# Uppity customers who don't understand



## MikeFL (Apr 16, 2016)

That's actually quite common. Most national builders tell the homeowners they are not allowed on the property "due to insurance regulations" to prevent that exact situation.


----------



## Majewski (Jan 8, 2016)

She sounds like a lady I worked for a few years ago. Real peach.


----------



## MechanicalDVR (Dec 29, 2007)

I'd have paid to see the look on her face.


----------



## 99cents (Aug 20, 2012)

LawnGuyLandSparky said:


> A post here reminded me of a blast from the past.
> 
> Wiring a new development, the future owner entered the house while I was roughing it. The house was done, I was just stripping in the panel.
> 
> ...


Just think of the poor bastid who's married to her.


----------



## Switched (Dec 23, 2012)

99cents said:


> Just think of the poor bastid who's married to her.


Who is now divorced from her.....


----------



## Ty Wrapp (Aug 24, 2011)

When I built my house, I wanted to do my own phone and cable tv wiring. The builder said no homeowner is allowed to work on the house. I explained that this is what I do for a living. He said OK and refunded the price of the 2 jacks they include in the price off the house.
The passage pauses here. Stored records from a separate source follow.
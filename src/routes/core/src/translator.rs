/* src/routes/core/src/translator.rs */

use log::debug;

use crate::base_url::BaseUrl;
use crate::config::RoutesConfig;
use crate::errors::RoutesError;
use crate::lang::Language;
use crate::path::{has_lang_prefix, normalize, split_suffix, strip_lang_prefix};
use crate::table::RouteTable;
use crate::valid::ValidUrlSet;

/// What the translator needs to know about the page it runs on.
pub trait PageEnvironment {
  /// Current location path, e.g. `/website/pt/docs/`.
  fn location_path(&self) -> String;
  /// Explicit base url declared by the page, if any.
  fn base_url_marker(&self) -> Option<String>;
}

/// A page described by plain values. Used outside the browser.
#[derive(Debug, Clone, Default)]
pub struct StaticPage {
  pub path: String,
  pub marker: Option<String>,
}

impl StaticPage {
  pub fn new(path: impl Into<String>) -> Self {
    Self { path: path.into(), marker: None }
  }

  pub fn with_marker(mut self, marker: impl Into<String>) -> Self {
    self.marker = Some(marker.into());
    self
  }
}

impl PageEnvironment for StaticPage {
  fn location_path(&self) -> String {
    self.path.clone()
  }

  fn base_url_marker(&self) -> Option<String> {
    self.marker.clone()
  }
}

/// Converts URLs between site languages.
///
/// One instance per page. Everything it holds is fixed after
/// [`Translator::initialize`]; all operations are total and side-effect free.
#[derive(Debug, Clone)]
pub struct Translator {
  languages: Vec<Language>,
  base_url_candidates: Vec<String>,
  table: RouteTable,
  valid: ValidUrlSet,
  base_url: BaseUrl,
  location: String,
}

impl Translator {
  pub fn new(config: &RoutesConfig) -> Result<Self, RoutesError> {
    config.validate()?;
    Ok(Self {
      languages: config.languages.clone(),
      base_url_candidates: config.base_url_candidates.clone(),
      table: RouteTable::new(&config.routes)?,
      valid: ValidUrlSet::new(&config.valid),
      base_url: BaseUrl::empty(),
      location: "/".to_string(),
    })
  }

  /// Detect the base url, remember the page location and rebuild the reverse
  /// slug maps. Safe to call repeatedly.
  pub fn initialize(&mut self, env: &impl PageEnvironment) {
    let location = env.location_path();
    let marker = env.base_url_marker();
    self.base_url = BaseUrl::detect(marker.as_deref(), &location, &self.base_url_candidates);
    self.location = location;
    self.table.rebuild_reverse();
    debug!(
      "routes initialized: base url \"{}\", page {} ({})",
      self.base_url,
      self.location,
      self.page_language()
    );
  }

  pub fn base_url(&self) -> &BaseUrl {
    &self.base_url
  }

  pub fn location(&self) -> &str {
    &self.location
  }

  /// Language of the page the translator was initialized for.
  pub fn page_language(&self) -> Language {
    self.current_language(&self.location)
  }

  /// Language of `path`: the first configured language whose `/<code>/`
  /// prefix it carries once the base url is stripped, else the default.
  pub fn current_language(&self, path: &str) -> Language {
    let path = self.base_url.strip(path);
    self
      .languages
      .iter()
      .find(|lang| path.starts_with(&format!("/{}/", lang.code())))
      .cloned()
      .unwrap_or_default()
  }

  /// Convert `url` from one language to another.
  ///
  /// Declared slugs win; unmapped pages keep their slug and only swap the
  /// language prefix. The base url appears exactly once in the result, and
  /// converting an already converted url again is a no-op. A `?query` or
  /// `#fragment` suffix is carried over unchanged.
  pub fn convert_url(&self, url: &str, from: &Language, to: &Language) -> String {
    if from == to {
      return url.to_string();
    }
    let (url, suffix) = split_suffix(url);
    let path = normalize(self.base_url.strip(url));
    let converted = if from.is_default() {
      self.to_target(&path, to)
    } else if to.is_default() {
      self.to_default(&path, from)
    } else {
      swap_prefix(&path, from, to)
    };
    format!("{}{suffix}", self.base_url.attach(&converted))
  }

  fn to_target(&self, path: &str, to: &Language) -> String {
    if let Some(localized) = self.table.localize(to, path) {
      return localized.to_string();
    }
    if has_lang_prefix(path, to) {
      return path.to_string();
    }
    debug!("no {to} slug for {path}, keeping slug");
    format!("/{}{path}", to.code())
  }

  fn to_default(&self, path: &str, from: &Language) -> String {
    if let Some(canonical) = self.table.canonicalize(from, path) {
      return canonical.to_string();
    }
    strip_lang_prefix(path, from).unwrap_or(path).to_string()
  }

  /// Whether `url` is a known page in `lang` (or the page language).
  pub fn url_exists(&self, url: &str, lang: Option<&Language>) -> bool {
    let path = normalize(self.base_url.strip(split_suffix(url).0));
    match lang {
      Some(lang) => self.valid.contains(lang, &path),
      None => self.valid.contains(&self.page_language(), &path),
    }
  }

  /// Convert `url` from the page language to `to`, falling back to the root
  /// of `to` when the converted page is not known to exist.
  pub fn localized_or_fallback(&self, url: &str, to: &Language) -> String {
    let converted = self.convert_url(url, &self.page_language(), to);
    if self.url_exists(&converted, Some(to)) {
      return converted;
    }
    debug!("{converted} is not a known {to} page, falling back to the {to} root");
    self.base_url.attach(&normalize(&to.prefix()))
  }
}

fn swap_prefix(path: &str, from: &Language, to: &Language) -> String {
  let stripped = strip_lang_prefix(path, from).unwrap_or(path);
  if to.is_default() || has_lang_prefix(stripped, to) {
    stripped.to_string()
  } else {
    format!("/{}{stripped}", to.code())
  }
}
I also told him not to build a 4ft x 6ft deck off the back of the house because I would be tearing it off to build a 12ft x 20ft deck. He agreed and told me to go ahead and build the deck now so it would be under his permit.


----------



## chicken steve (Mar 22, 2011)

Your foreman needs to schedule a meet/greet between for your AHJ to meet your developer and salesman Lawndude, with regards to what fines can be imposed on _twinkle t*t's_ daddy.....~CS~


----------



## nrp3 (Jan 24, 2009)

In that scenario I blame the sales people. Maybe the customers were so difficult that no matter what was said they wouldn't be satisfied, don't know. Nothing out of the ordinary on this build between customer and and build.


----------



## chicken steve (Mar 22, 2011)

Then i'm all about finding out _how bad_ they want it, after Mr Sales dude _let 'em down_.....~CS~


----------



## PlugsAndLights (Jan 19, 2016)

I know a guy who knows a guy who makes sure there's a couple issues 
he'll be able to fix quickly but will take anyone else forever to find. If he 
quits or gets fired, it's the customers problem. 
P&L


----------



## MechanicalDVR (Dec 29, 2007)

PlugsAndLights said:


> I know a guy who knows a guy who makes sure there's a couple issues
> he'll be able to fix quickly but will take anyone else forever to find. If he
> quits or gets fired, it's the customers problem.
> P&L


Reminds me of a mason that puts a piece of glass across the flue of chimneys he builds. Then when he is paid in full he breaks them out with a pipe.


----------



## Southeast Power (Jan 18, 2009)

Ty Wrapp said:


> When I built my house, I wanted to do my own phone and cable tv wiring. The builder said no homeowner is allowed to work on the house. I explained that this is what I do for a living. He said OK and refunded the price of the 2 jacks they include in the price off the house.
> 
> I also told him not to build a 4ft x 6ft deck off the back of the house because I would be tearing it off to build a 12ft x 20ft deck. He agreed and told me to go ahead and build the deck now so it would be under his permit.


Big difference between Kansas and New York I guess.


----------



## LGLS (Nov 10, 2007)

chicken steve said:


> Your foreman needs to schedule a meet/greet between for your AHJ to meet your developer and salesman Lawndude, with regards to what fines can be imposed on _twinkle t*t's_ daddy.....~CS~


That ship sailed 30 years ago ChickenDude.


----------



## Southeast Power (Jan 18, 2009)

MikeFL said:


> That's actually quite common. Most national builders tell the homeowners they are not allowed on the property "due to insurance regulations" to prevent that exact situation.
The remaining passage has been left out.